Луч фонаря хаотично вздрагивал. Кривляющееся пятно света сновало по деревьям, вырывая из мрака ветви, которые походили на кости чудовищ. Я споткнулся о ежа. О ежа размером с десятикилограммовый арбуз… Я даже не успел удивиться его размерам, так как появился иной повод для удивления, затмивший предыдущий: гигантский еж встал на задние лапы, открыл свою пасть, глаза его вспыхнули красным, на морде… хотя нет… на лице… ежа появилась ухмылка и он засмеялся безумным человеческим смехом.
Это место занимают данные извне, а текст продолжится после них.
use std::path::Path;

use anyhow::{Context, Result, bail};
use serde::{Deserialize, Serialize};

use crate::{ENTRY_NODE_HEIGHT, ENTRY_NODE_WIDTH, Footprint, NODE_HEIGHT, NODE_WIDTH};

#[derive(Debug, Clone, Copy, PartialEq, Eq, Serialize, Deserialize)]
#[serde(rename_all = "lowercase")]
pub enum NodeCategory {
    Source,
    Transform,
    Destination,
}

impl NodeCategory {
    pub fn label(self) -> &'static str {
        match self {
            NodeCategory::Source => "Data Sources",
            NodeCategory::Transform => "Transformations",
            NodeCategory::Destination => "Destinations",
        }
    }

    /// Source kinds are pipeline entry points and get the larger footprint.
    pub fn footprint(self) -> Footprint {
        match self {
            NodeCategory::Source => Footprint {
                width: ENTRY_NODE_WIDTH,
                height: ENTRY_NODE_HEIGHT,
            },
            NodeCategory::Transform | NodeCategory::Destination => Footprint {
                width: NODE_WIDTH,
                height: NODE_HEIGHT,
            },
        }
    }
}

#[derive(Debug, Clone, Copy, PartialEq, Eq, Serialize, Deserialize)]
#[serde(rename_all = "lowercase")]
pub enum FieldInput {
    Text,
    Number,
    Textarea,
    Select,
}

/// One entry in a kind's configuration template, rendered by the side panel.
#[derive(Debug, Clone, PartialEq, Eq, Serialize, Deserialize)]
#[serde(rename_all = "camelCase")]
pub struct ConfigField {
    pub key: String,
    pub label: String,
    pub input: FieldInput,
    #[serde(default, skip_serializing_if = "Option::is_none")]
    pub placeholder: Option<String>,
    #[serde(default, skip_serializing_if = "Vec::is_empty")]
    pub options: Vec<String>,
}

impl ConfigField {
    fn text(key: &str, label: &str, placeholder: &str) -> Self {
        Self {
            key: key.to_string(),
            label: label.to_string(),
            input: FieldInput::Text,
            placeholder: Some(placeholder.to_string()),
            options: Vec::new(),
        }
    }

    fn number(key: &str, label: &str, placeholder: &str) -> Self {
        Self {
            input: FieldInput::Number,
            ..Self::text(key, label, placeholder)
        }
    }

    fn textarea(key: &str, label: &str, placeholder: &str) -> Self {
        Self {
            input: FieldInput::Textarea,
            ..Self::text(key, label, placeholder)
        }
    }

    fn select(key: &str, label: &str, options: &[&str]) -> Self {
        Self {
            key: key.to_string(),
            label: label.to_string(),
            input: FieldInput::Select,
            placeholder: None,
            options: options.iter().map(|option| option.to_string()).collect(),
        }
    }
}

/// Catalog metadata for one node kind. `icon` names a glyph and `color` is a
/// CSS color string; both are opaque data passed through to the frontend.
#[derive(Debug, Clone, PartialEq, Serialize, Deserialize)]
#[serde(rename_all = "camelCase")]
pub struct NodeKind {
    pub id: String,
    pub name: String,
    pub category: NodeCategory,
    pub icon: String,
    pub color: String,
    pub description: String,
    #[serde(default, skip_serializing_if = "Vec::is_empty")]
    pub config_fields: Vec<ConfigField>,
}

/// The static, read-only list of node kinds available in the palette.
#[derive(Debug, Clone, PartialEq, Serialize, Deserialize)]
pub struct NodeTypeCatalog {
    kinds: Vec<NodeKind>,
}

impl NodeTypeCatalog {
    pub fn new(kinds: Vec<NodeKind>) -> Self {
        Self { kinds }
    }

    pub fn builtin() -> Self {
        let entry = |id: &str,
                     name: &str,
                     category: NodeCategory,
                     icon: &str,
                     color: &str,
                     description: &str,
                     config_fields: Vec<ConfigField>| NodeKind {
            id: id.to_string(),
            name: name.to_string(),
            category,
            icon: icon.to_string(),
            color: color.to_string(),
            description: description.to_string(),
            config_fields,
        };

        Self::new(vec![
            entry(
                "delta-plc",
                "Delta PLC",
                NodeCategory::Source,
                "Factory",
                "#2f6f9f",
                "Connect to Delta PLC devices",
                vec![
                    ConfigField::text("host", "PLC Host", "192.168.1.100"),
                    ConfigField::number("port", "Port", "502"),
                    ConfigField::number("slaveId", "Slave ID", "1"),
                ],
            ),
            entry(
                "energy-meter",
                "Energy Meter",
                NodeCategory::Source,
                "Lightning",
                "#c9972c",
                "Read energy consumption data",
                vec![
                    ConfigField::text("meterId", "Meter ID", "EM001"),
                    ConfigField::select("protocol", "Protocol", &["Modbus", "RS485", "Ethernet"]),
                    ConfigField::number("pollInterval", "Poll Interval (ms)", "1000"),
                ],
            ),
            entry(
                "mitsubishi-plc",
                "Mitsubishi PLC",
                NodeCategory::Source,
                "Cpu",
                "#b2473a",
                "Connect to Mitsubishi PLC systems",
                Vec::new(),
            ),
            entry(
                "database",
                "Database",
                NodeCategory::Source,
                "Database",
                "#4a4f94",
                "Connect to SQL databases",
                vec![
                    ConfigField::text("connectionString", "Connection String", "postgresql://..."),
                    ConfigField::text("table", "Table Name", "sensor_data"),
                    ConfigField::textarea("query", "SQL Query", "SELECT * FROM..."),
                ],
            ),
            entry(
                "scheduler",
                "Scheduler",
                NodeCategory::Source,
                "Clock",
                "#3d8452",
                "Schedule automated tasks",
                Vec::new(),
            ),
            entry(
                "siemens",
                "Siemens",
                NodeCategory::Source,
                "Gear",
                "#39405a",
                "Connect to Siemens devices",
                Vec::new(),
            ),
            entry(
                "transform",
                "Transform",
                NodeCategory::Transform,
                "ArrowsClockwise",
                "#c27a35",
                "Transform and process data",
                vec![
                    ConfigField::textarea(
                        "expression",
                        "Transform Expression",
                        "value * 1.5 + offset",
                    ),
                    ConfigField::text("outputField", "Output Field", "processed_value"),
                ],
            ),
            entry(
                "filter",
                "Filter",
                NodeCategory::Transform,
                "Funnel",
                "#a08a2f",
                "Filter data based on conditions",
                Vec::new(),
            ),
            entry(
                "output",
                "Output",
                NodeCategory::Destination,
                "Export",
                "#3f8f5f",
                "Send data to external systems",
                Vec::new(),
            ),
        ])
    }

    pub fn parse(definition: &str) -> Result<Self> {
        let kinds: Vec<NodeKind> =
            serde_json::from_str(definition).context("failed to parse node type catalog")?;
        if kinds.is_empty() {
            bail!("node type catalog does not declare any kinds");
        }
        Ok(Self::new(kinds))
    }

    pub fn load(path: &Path) -> Result<Self> {
        let contents = std::fs::read_to_string(path)
            .with_context(|| format!("failed to read '{}'", path.display()))?;
        Self::parse(&contents)
    }

    pub fn kinds(&self) -> &[NodeKind] {
        &self.kinds
    }

    pub fn kind(&self, id: &str) -> Option<&NodeKind> {
        self.kinds.iter().find(|kind| kind.id == id)
    }

    /// Footprint lookup by kind id. Unknown kinds fall back to the standard
    /// footprint so a workflow referencing a retired kind still renders.
    pub fn footprint_of(&self, kind_id: &str) -> Footprint {
        self.kind(kind_id)
            .map(|kind| kind.category.footprint())
            .unwrap_or(Footprint {
                width: NODE_WIDTH,
                height: NODE_HEIGHT,
            })
    }

    pub fn by_category(&self, category: NodeCategory) -> Vec<&NodeKind> {
        self.kinds
            .iter()
            .filter(|kind| kind.category == category)
            .collect()
    }
}

impl Default for NodeTypeCatalog {
    fn default() -> Self {
        Self::builtin()
    }
}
Затем произнес одно единственное слово
:«СКОРО!» – а потом завизжал так, что перепонки заныли. И скрылся в лесу.
Этот еж превратил меня в парализованное ничтожество. Произвел импульс, с помощью которого тот самый гомункул обрел всю свою мощь, и, обретя ее, откусывал по ломтю от моей души. Страх истязал. Чувство одиночества пожирало, потрошило. Демоны устроили шабаш и глумились, вращаясь вокруг меня. Больше всего на свете хотелось спрятаться, отгородиться от остального пространства, чернота которого давила, разбирала на части. Так ощущает себя тот, кто неприкаянно бродит в холодную ночь по улицам, понимая, что остальные мирно спят в тепле, уюте и любви. Не нищий без крова, а тот, кто оказался в таком положении впервые. Только это чувство усиливалось. Тьмой и излившейся вниз лунной мглой. Тишиной, в которой, казалось, спряталась опасность. Пониманием того, что вокруг нет людей и если закричать, то крик не будет услышан даже кафиром.
Не знаю, что было бы дальше, если бы я не увидел черную кляксу, высвеченную смартфоном. Кусочек пустоты. Дыра, заросшая ветками. Чернеющий провал не светлел даже от луча искусственного света. Вряд ли это можно назвать пещерой. Просто отверстие в скальном образовании, заросшее деревьями. Я ринулся туда.
В этом углублении, выточенном природой, места хватало как раз для одного. Я будто пребывал в лишенном пломбы огромном зубе, который принадлежал останкам великана. Сидеть здесь было удобно: отверстие было гладким. Сверху меня укрывало одеяло из грубых камней, потемневших под натиском ночи. Я сидел в позе сформированного эмбриона. Ветер не заходил сюда, ударяясь о камни, он продолжал свою беготню в других местах. Апрельский ночной холод тоже обходил пещеру стороной.
Здесь стало хорошо, спокойно. Казалось, мне удалось собрать себя воедино. Подобрать все куски своей личности, которые обронил на пути к этому моменту. Так мы и сидели, все вместе, то есть я цельный, обнятые горной породой. Не имея точки отсчета, трудно было предположить, сколько времени я там провел. Возможно, прошло пять минут, возможно, час. Но чувство покоя и целостности, спустя какое-то время, начали растворяться: состояние это было непривычным, и сомнение в том, что оно может продлиться долго, начало теснить его.
Я знал, что придется покинуть это место и продолжить поиски трассы, но сейчас не вышел бы отсюда, даже если бы в пещеру бросили гранату. Интересно, ребенок в матке знает, что скоро его изгонят оттуда? И если знает, хочет ли этого?..
Когда покой был истреблен своей противоположностью – тревогой, мерзкой, как пуля, задевшая кость, вернулись мысли, назойливые, как помехи в безупречном радиосигнале. Ничего не оставалось, как начать думать. И вспоминать.
Я думал об одном человеке. Нет, о двух людях. Хотя все же об одном. Дело в том, что я и сам не до конца мог здесь определиться: так быстро мысль металась от одного к другому, что фиксировать их, как обособленные объекты, уже не было возможности. Моя мать и Нулевой… Мысли о них разжигали боль, но долго без этой боли я обходиться не мог.